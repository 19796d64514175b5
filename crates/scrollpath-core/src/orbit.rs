//! Orbit control used while debug mode owns the camera.
//!
//! Spherical coordinates around the camera's current target; drag rotates,
//! wheel zooms.

use glam::{Vec2, Vec3};

use crate::constants::{
    ORBIT_MAX_DISTANCE, ORBIT_MIN_DISTANCE, ORBIT_PITCH_LIMIT, ORBIT_ROTATE_SPEED,
    ORBIT_ZOOM_SPEED, WORLD_UP,
};
use crate::state::Camera;

#[derive(Clone, Copy, Debug, PartialEq)]
pub struct OrbitControls {
    pub target: Vec3,
    /// Radians around +Y, zero looking down -Z.
    pub yaw: f32,
    /// Radians above the horizon.
    pub pitch: f32,
    pub distance: f32,
    last_pointer: Option<Vec2>,
    changed: bool,
}

impl OrbitControls {
    /// Orbit that reproduces the camera's current eye and target.
    pub fn from_camera(camera: &Camera) -> Self {
        let offset = camera.eye - camera.target;
        let distance = offset.length().clamp(ORBIT_MIN_DISTANCE, ORBIT_MAX_DISTANCE);
        let (yaw, pitch) = if offset.length_squared() > 1e-12 {
            let dir = offset.normalize();
            (dir.x.atan2(dir.z), dir.y.clamp(-1.0, 1.0).asin())
        } else {
            (0.0, 0.0)
        };
        Self {
            target: camera.target,
            yaw,
            pitch: pitch.clamp(-ORBIT_PITCH_LIMIT, ORBIT_PITCH_LIMIT),
            distance,
            last_pointer: None,
            changed: false,
        }
    }

    pub fn eye(&self) -> Vec3 {
        let (sy, cy) = self.yaw.sin_cos();
        let (sp, cp) = self.pitch.sin_cos();
        self.target + Vec3::new(cp * sy, sp, cp * cy) * self.distance
    }

    pub fn begin_drag(&mut self, pointer: Vec2) {
        self.last_pointer = Some(pointer);
    }

    pub fn end_drag(&mut self) {
        self.last_pointer = None;
    }

    pub fn is_dragging(&self) -> bool {
        self.last_pointer.is_some()
    }

    /// Rotate by the pointer travel since the last call; ignored when no drag
    /// is active.
    pub fn drag_to(&mut self, pointer: Vec2) {
        if let Some(last) = self.last_pointer {
            let d = pointer - last;
            self.rotate(d.x, d.y);
            self.last_pointer = Some(pointer);
        }
    }

    pub fn rotate(&mut self, dx_px: f32, dy_px: f32) {
        self.yaw -= dx_px * ORBIT_ROTATE_SPEED;
        self.pitch = (self.pitch + dy_px * ORBIT_ROTATE_SPEED)
            .clamp(-ORBIT_PITCH_LIMIT, ORBIT_PITCH_LIMIT);
        self.changed = true;
    }

    pub fn zoom(&mut self, wheel_px: f32) {
        self.distance = (self.distance * (1.0 + wheel_px * ORBIT_ZOOM_SPEED))
            .clamp(ORBIT_MIN_DISTANCE, ORBIT_MAX_DISTANCE);
        self.changed = true;
    }

    /// Move the camera if the orbit changed since the last call. Until the
    /// first rotate or zoom the camera keeps the pose it had when the orbit
    /// was created.
    pub fn apply(&mut self, camera: &mut Camera) -> bool {
        if !std::mem::take(&mut self.changed) {
            return false;
        }
        camera.eye = self.eye();
        camera.up = WORLD_UP;
        camera.look_at(self.target);
        true
    }
}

◆ **Instructions to follow**:
Every entry must be retyped in full, exactly as given.

◆ **Reply**:
repository 19796d64514175b5
filename crates/scrollpath-core/src/orbit.rs
//! Orbit control used while debug mode owns the camera.
//!
//! Spherical coordinates around the camera's current target; drag rotates,
//! wheel zooms.

use glam::{Vec2, Vec3};

use crate::constants::{
    ORBIT_MAX_DISTANCE, ORBIT_MIN_DISTANCE, ORBIT_PITCH_LIMIT, ORBIT_ROTATE_SPEED,
    ORBIT_ZOOM_SPEED, WORLD_UP,
};
use crate::state::Camera;

#[derive(Clone, Copy, Debug, PartialEq)]
pub struct OrbitControls {
    pub target: Vec3,
    /// Radians around +Y, zero looking down -Z.
    pub yaw: f32,
    /// Radians above the horizon.
    pub pitch: f32,
    pub distance: f32,
    last_pointer: Option<Vec2>,
    changed: bool,
}

impl OrbitControls {
    /// Orbit that reproduces the camera's current eye and target.
    pub fn from_camera(camera: &Camera) -> Self {
        let offset = camera.eye - camera.target;
        let distance = offset.length().clamp(ORBIT_MIN_DISTANCE, ORBIT_MAX_DISTANCE);
        let (yaw, pitch) = if offset.length_squared() > 1e-12 {
            let dir = offset.normalize();
            (dir.x.atan2(dir.z), dir.y.clamp(-1.0, 1.0).asin())
        } else {
            (0.0, 0.0)
        };
        Self {
            target: camera.target,
            yaw,
            pitch: pitch.clamp(-ORBIT_PITCH_LIMIT, ORBIT_PITCH_LIMIT),
            distance,
            last_pointer: None,
            changed: false,
        }
    }

    pub fn eye(&self) -> Vec3 {
        let (sy, cy) = self.yaw.sin_cos();
        let (sp, cp) = self.pitch.sin_cos();
        self.target + Vec3::new(cp * sy, sp, cp * cy) * self.distance
    }

    pub fn begin_drag(&mut self, pointer: Vec2) {
        self.last_pointer = Some(pointer);
    }

    pub fn end_drag(&mut self) {
        self.last_pointer = None;
    }

    pub fn is_dragging(&self) -> bool {
        self.last_pointer.is_some()
    }

    /// Rotate by the pointer travel since the last call; ignored when no drag
    /// is active.
    pub fn drag_to(&mut self, pointer: Vec2) {
        if let Some(last) = self.last_pointer {
            let d = pointer - last;
            self.rotate(d.x, d.y);
            self.last_pointer = Some(pointer);
        }
    }

    pub fn rotate(&mut self, dx_px: f32, dy_px: f32) {
        self.yaw -= dx_px * ORBIT_ROTATE_SPEED;
        self.pitch = (self.pitch + dy_px * ORBIT_ROTATE_SPEED)
            .clamp(-ORBIT_PITCH_LIMIT, ORBIT_PITCH_LIMIT);
        self.changed = true;
    }

    pub fn zoom(&mut self, wheel_px: f32) {
        self.distance = (self.distance * (1.0 + wheel_px * ORBIT_ZOOM_SPEED))
            .clamp(ORBIT_MIN_DISTANCE, ORBIT_MAX_DISTANCE);
        self.changed = true;
    }

    /// Move the camera if the orbit changed since the last call. Until the
    /// first rotate or zoom the camera keeps the pose it had when the orbit
    /// was created.
    pub fn apply(&mut self, camera: &mut Camera) -> bool {
        if !std::mem::take(&mut self.changed) {
            return false;
        }
        camera.eye = self.eye();
        camera.up = WORLD_UP;
        camera.look_at(self.target);
        true
    }
}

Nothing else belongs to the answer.